- Arrancamos con «Buen día», o, mejor, más informal todavía: —»Bueno … buen día!«. Y además —esto es especialmente ridículo— repite el «Buen día» minutos después, al empezar (micrófono en mano y bajando entre la gente) el sermón.
- Toda la misa —sobre todo cuando la gente contesta— haciendo gestos de «Sí» con la cabeza, como asintiendo, o alenténdonos, o felicitándonos, o vaya a saber qué.
- Siempre «vos» en lugar de «tú» al dirigirse a Dios (un clásico ya). En la consagración, sin embargo, mantiene el «vosotros».
- Recuerdo los discursos (de las fiestas escolares, sobre todo) cuando el lector se preocupa por mirar alternadamente al texto escrito del discurso y al público.
Igual acá. No sólo leyendo el evangelio, sino las oraciones de la misa. Siempre buscando la conexión visual con la gente.
Espantoso, a mi ver. En ningún momento da la idea de que estuviera hablándole a Dios; y recuerdo lo que decía Michaux del Padre Pío y me dan ganas de llorar. - Antes del acto penitencial del comienzo, no sólo «nos invita» (esa palabra me tiene harto): ahora extrema su delicadeza con el respetable publico al punto de sugerirnos «Ahora, si les parece, los invito a … «. Parece un vendedor ambulante. Sólo falta que cuando termine la misa nos pida disculpas por si nos molestó en algo y nos agradezca por la atención dispensada.

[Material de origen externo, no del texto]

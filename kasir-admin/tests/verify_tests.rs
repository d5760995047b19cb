/// Integration tests for the user credential check

mod common;

use common::{user_with_password, FailOn, MemoryStore};
use kasir_admin::error::{AdminError, StoreError};
use kasir_admin::probes::ProbeTable;
use kasir_admin::repair::repair_users;
use kasir_admin::seed::default_accounts;
use kasir_admin::verify::{verify_users, ProbeOutcome, EXIT_CREDENTIALS_FAILED};
use kasir_shared::models::user::UserRole;

#[tokio::test]
async fn test_verify_with_no_users() {
    let store = MemoryStore::default();
    let probes = ProbeTable::from_seed(&default_accounts());

    let report = verify_users(&store, &probes).await.unwrap();

    assert!(report.checks.is_empty());
    assert_eq!(report.total_count, 0);
    assert_eq!(report.exit_code(), 0);

    let text = report.to_string();
    assert!(text.starts_with("📊 Found 0 users:"));
    assert!(text.ends_with("✅ Database connected. Total users: 0"));
}

#[tokio::test]
async fn test_verify_after_repair_is_all_valid() {
    let store = MemoryStore::default();
    let accounts = default_accounts();
    repair_users(&store, &accounts, true).await.unwrap();

    let report = verify_users(&store, &ProbeTable::from_seed(&accounts))
        .await
        .unwrap();

    assert_eq!(report.checks.len(), 2);
    assert_eq!(report.valid_count(), 2);
    assert_eq!(report.exit_code(), 0);

    let text = report.to_string();
    assert!(text.contains("Password test (admin123): ✅ VALID"));
    assert!(text.contains("Password test (kasir123): ✅ VALID"));
    assert!(text.contains("Total users: 2"));
}

#[tokio::test]
async fn test_wrong_probe_fails_the_run() {
    let store = MemoryStore::with_users(vec![
        user_with_password(1, "admin@kasir.com", "admin123", UserRole::Admin),
        user_with_password(2, "kasir@kasir.com", "something-else", UserRole::Cashier),
        user_with_password(3, "gudang@kasir.com", "gudang123", UserRole::Cashier),
    ]);

    let report = verify_users(&store, &ProbeTable::from_seed(&default_accounts()))
        .await
        .unwrap();

    let outcomes: Vec<_> = report.checks.iter().map(|c| c.outcome.clone()).collect();
    assert_eq!(
        outcomes,
        vec![ProbeOutcome::Valid, ProbeOutcome::Invalid, ProbeOutcome::NoProbe]
    );
    assert_eq!(report.failed_count(), 1);
    assert_eq!(report.skipped_count(), 1);
    assert_eq!(report.exit_code(), EXIT_CREDENTIALS_FAILED);
}

#[tokio::test]
async fn test_store_failure_aborts() {
    let probes = ProbeTable::default();

    let err = verify_users(&MemoryStore::failing(FailOn::List), &probes)
        .await
        .unwrap_err();
    assert!(matches!(err, AdminError::Store(StoreError::Query(_))));

    let err = verify_users(&MemoryStore::failing(FailOn::Count), &probes)
        .await
        .unwrap_err();
    assert_eq!(err.label(), "StoreError");
}
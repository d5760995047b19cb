//! # kasir-test-connection
//!
//! Loads the catalog through the REST API the way the storefront does and
//! renders it as text. Reads commands from stdin afterwards:
//!
//! - `r` or an empty line: refresh
//! - `q`: quit
//!
//! Needs no database. Exits 0 when the last load succeeded.

use kasir_admin::api_client::ApiClient;
use kasir_admin::config::Config;
use kasir_admin::connection_probe::{render, ConnectionProbe, ProbeState, RefreshOutcome};
use kasir_admin::error::{report_exit, AdminResult};
use kasir_admin::logging::init_tracing;
use std::process::ExitCode;
use tokio::io::{AsyncBufReadExt, BufReader};
use tracing::warn;

#[tokio::main]
async fn main() -> anyhow::Result<ExitCode> {
    init_tracing();
    Ok(report_exit(run().await))
}

async fn run() -> AdminResult<u8> {
    let config = Config::from_env()?;
    let probe = ConnectionProbe::new(ApiClient::new(&config.api)?);
    let mut lines = BufReader::new(tokio::io::stdin()).lines();

    loop {
        if let RefreshOutcome::Completed(state) = probe.refresh().await {
            println!("{}", render(&state));
        }
        println!("\n[r] refresh  [q] quit");

        let refresh = loop {
            match lines.next_line().await {
                Ok(Some(line)) => match line.trim() {
                    "" | "r" => break true,
                    "q" => break false,
                    other => warn!(command = other, "Unknown command"),
                },
                Ok(None) => break false,
                Err(e) => {
                    warn!(error = %e, "Cannot read stdin");
                    break false;
                }
            }
        };

        if !refresh {
            break;
        }
    }

    let code = match probe.state() {
        ProbeState::Success { .. } => 0,
        _ => 1,
    };
    Ok(code)
}
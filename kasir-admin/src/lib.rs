//! # Kasir Admin Library
//!
//! Operator tooling for the kasir point-of-sale backend. Each binary under
//! `src/bin` is a thin shell around one operation here:
//!
//! - `kasir-check-users`: [`verify::verify_users`]
//! - `kasir-fix-users`: [`repair::repair_users`]
//! - `kasir-test-api`: [`smoke::store_phase`] and [`smoke::api_phase`]
//! - `kasir-test-connection`: [`connection_probe::ConnectionProbe`]
//! - `kasir-diagnose`: [`diagnose::diagnose`]
//! - `kasir-migrate`: schema bootstrap from `kasir-shared`
//!
//! ## Modules
//!
//! - `store`: Database handle, release discipline, and the store traits
//! - `api_client`: HTTP client for the REST server
//! - `readiness`: Backoff poll until the server answers
//! - `config`: Environment configuration
//! - `error`: Error types
//!
//! ## Example
//!
//! ```no_run
//! use kasir_admin::config::Config;
//! use kasir_admin::probes::ProbeTable;
//! use kasir_admin::seed::default_accounts;
//! use kasir_admin::store::Store;
//! use kasir_admin::verify::verify_users;
//!
//! # async fn example() -> kasir_admin::error::AdminResult<()> {
//! let config = Config::from_env()?;
//! let probes = ProbeTable::from_seed(&default_accounts());
//!
//! let report = Store::scoped(config.database_config()?, |store| async move {
//!     verify_users(&store, &probes).await
//! })
//! .await?;
//! println!("{report}");
//! # Ok(())
//! # }
//! ```

pub mod api_client;
pub mod config;
pub mod connection_probe;
pub mod diagnose;
pub mod error;
pub mod logging;
pub mod probes;
pub mod readiness;
pub mod repair;
pub mod seed;
pub mod smoke;
pub mod store;
pub mod verify;
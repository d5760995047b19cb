//! # kasir-test-api
//!
//! Smoke test for a running backend: summarizes the catalog straight from
//! the database, then waits for the REST server and hits its products and
//! categories listings.
//!
//! ## Usage
//!
//! ```bash
//! KASIR_API_URL=http://localhost:5000 KASIR_API_TOKEN=... kasir-test-api
//! ```
//!
//! Exits 0 only when the database and both endpoints answered.

use kasir_admin::config::Config;
use kasir_admin::error::{report_exit, AdminResult};
use kasir_admin::logging::init_tracing;
use kasir_admin::smoke::{open_store_phase, smoke_test};
use std::process::ExitCode;

#[tokio::main]
async fn main() -> anyhow::Result<ExitCode> {
    init_tracing();
    Ok(report_exit(run().await))
}

async fn run() -> AdminResult<u8> {
    let (database, api) = Config::phases_from_env();

    let api = match api {
        Ok(api) => api,
        Err(e) => {
            // Nothing to probe, but the store phase still runs
            if let Ok(summary) = open_store_phase(database).await {
                println!("{summary}");
            }
            return Err(e);
        }
    };

    let report = smoke_test(database, &api).await?;
    println!("{report}");
    Ok(report.exit_code())
}
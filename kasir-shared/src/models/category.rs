/// Category model and read queries
///
/// Categories are managed through the REST server; the admin tooling only
/// counts and lists them.
///
/// # Schema
///
/// ```sql
/// CREATE TABLE categories (
///     id SERIAL PRIMARY KEY,
///     name VARCHAR(255) NOT NULL UNIQUE,
///     description TEXT,
///     created_at TIMESTAMPTZ NOT NULL DEFAULT NOW()
/// );
/// ```

use chrono::{DateTime, Utc};
use serde::{Deserialize, Serialize};
use sqlx::PgExecutor;

/// Product category
#[derive(Debug, Clone, PartialEq, Eq, Serialize, Deserialize, sqlx::FromRow)]
pub struct Category {
    pub id: i32,
    pub name: String,
    pub description: Option<String>,
    pub created_at: DateTime<Utc>,
}

/// Category together with the number of products filed under it
#[derive(Debug, Clone, PartialEq, Eq, Serialize, Deserialize, sqlx::FromRow)]
pub struct CategorySummary {
    pub id: i32,
    pub name: String,
    pub description: Option<String>,
    pub product_count: i64,
}

impl Category {
    /// Counts total number of categories
    pub async fn count<'e, E>(executor: E) -> Result<i64, sqlx::Error>
    where
        E: PgExecutor<'e>,
    {
        let (count,): (i64,) = sqlx::query_as("SELECT COUNT(*) FROM categories")
            .fetch_one(executor)
            .await?;

        Ok(count)
    }

    /// Lists categories by name with their product counts
    pub async fn list_with_product_counts<'e, E>(
        executor: E,
    ) -> Result<Vec<CategorySummary>, sqlx::Error>
    where
        E: PgExecutor<'e>,
    {
        sqlx::query_as::<_, CategorySummary>(
            r#"
            SELECT c.id, c.name, c.description, COUNT(p.id) AS product_count
            FROM categories c
            LEFT JOIN products p ON p.category_id = c.id
            GROUP BY c.id, c.name, c.description
            ORDER BY c.name
            "#,
        )
        .fetch_all(executor)
        .await
    }
}
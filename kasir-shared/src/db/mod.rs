/// Database layer for the kasir tooling
///
/// # Modules
///
/// - `pool`: PostgreSQL connection pool construction, health check, URL masking
/// - `migrations`: Embedded migration runner and status
/// - Models are in the `models` module at crate root level
///
/// # Example
///
/// ```no_run
/// use kasir_shared::db::pool::{connect_lazy, DatabaseConfig};
///
/// # fn example() -> Result<(), Box<dyn std::error::Error>> {
/// let config = DatabaseConfig {
///     url: std::env::var("DATABASE_URL")?,
///     ..Default::default()
/// };
///
/// let pool = connect_lazy(&config)?;
/// # Ok(())
/// # }
/// ```

pub mod migrations;
pub mod pool;
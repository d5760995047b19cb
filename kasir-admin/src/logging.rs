/// Tracing setup shared by every admin binary
///
/// Log lines go to stderr so that reports printed on stdout stay clean
/// enough to redirect into a file.

use tracing_subscriber::{layer::SubscriberExt, util::SubscriberInitExt};

/// Filter used when `RUST_LOG` is unset
pub const DEFAULT_LOG_FILTER: &str = "kasir_admin=info,kasir_shared=info";

/// Installs the global subscriber
///
/// Honors `RUST_LOG`; falls back to [`DEFAULT_LOG_FILTER`].
pub fn init_tracing() {
    tracing_subscriber::registry()
        .with(
            tracing_subscriber::EnvFilter::try_from_default_env()
                .unwrap_or_else(|_| DEFAULT_LOG_FILTER.into()),
        )
        .with(
            tracing_subscriber::fmt::layer()
                .with_writer(std::io::stderr)
                .with_target(false)
                .compact(),
        )
        .init();
}
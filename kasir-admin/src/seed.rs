/// Development seed accounts
///
/// The two accounts the repair script writes, and from which the default
/// probe table is derived. These are development credentials; they must
/// never reach a production database.

use crate::error::{AdminError, AdminResult};
use kasir_shared::models::user::UserRole;
use std::collections::HashSet;
use validator::Validate;

pub const ADMIN_EMAIL: &str = "admin@kasir.com";
pub const ADMIN_PASSWORD: &str = "admin123";
pub const CASHIER_EMAIL: &str = "kasir@kasir.com";
pub const CASHIER_PASSWORD: &str = "kasir123";

/// A user account with its plaintext password
#[derive(Debug, Clone, PartialEq, Eq, Validate)]
pub struct SeedAccount {
    #[validate(length(min = 1, max = 255, message = "Name must be 1-255 characters"))]
    pub name: String,

    #[validate(email(message = "Invalid email format"))]
    pub email: String,

    #[validate(length(min = 6, max = 128, message = "Password must be 6-128 characters"))]
    pub password: String,

    pub role: UserRole,
}

impl SeedAccount {
    pub fn new(name: &str, email: &str, password: &str, role: UserRole) -> Self {
        Self {
            name: name.to_string(),
            email: email.to_string(),
            password: password.to_string(),
            role,
        }
    }
}

/// The administrator and the first cashier
pub fn default_accounts() -> Vec<SeedAccount> {
    vec![
        SeedAccount::new("Administrator", ADMIN_EMAIL, ADMIN_PASSWORD, UserRole::Admin),
        SeedAccount::new("Kasir 1", CASHIER_EMAIL, CASHIER_PASSWORD, UserRole::Cashier),
    ]
}

/// Checks a set of accounts before anything is written
///
/// Every account must validate, emails must be unique (ignoring case), and
/// at least one account must be an admin so the reset cannot lock everyone
/// out of the back office.
pub fn validate_accounts(accounts: &[SeedAccount]) -> AdminResult<()> {
    if accounts.is_empty() {
        return Err(AdminError::Validation("No seed accounts given".to_string()));
    }

    let mut seen = HashSet::new();
    for account in accounts {
        account
            .validate()
            .map_err(|e| AdminError::Validation(format!("{}: {}", account.email, e)))?;

        if !seen.insert(account.email.to_lowercase()) {
            return Err(AdminError::Validation(format!(
                "Duplicate seed email: {}",
                account.email
            )));
        }
    }

    if !accounts.iter().any(|a| a.role == UserRole::Admin) {
        return Err(AdminError::Validation(
            "Seed accounts must include an admin".to_string(),
        ));
    }

    Ok(())
}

- En las oraciones que debe pronunciar con los brazos extendidos y las palmas arriba, no puede resignarse al hieratismo. Y mueve los brazos, quizás luchando con la tentación de gesticular como un pastor yanqui. ¿Recuerdan a Perón saludando al pueblo desde el balcón? Bueno, muy parecido.
No viene mal que cuando vemos algo feo o ridículo podamos decir, con libertad de espíritu —sin indignarnos demasiado nosotros, y sin que se indigne el criticado— «eso es feo», «eso es ridículo». Se trata, en suma de procurar mantener la sensatez, en tiempos tan proclives a hacernos perder el juicio, sea «por carta de más o por carta de menos«.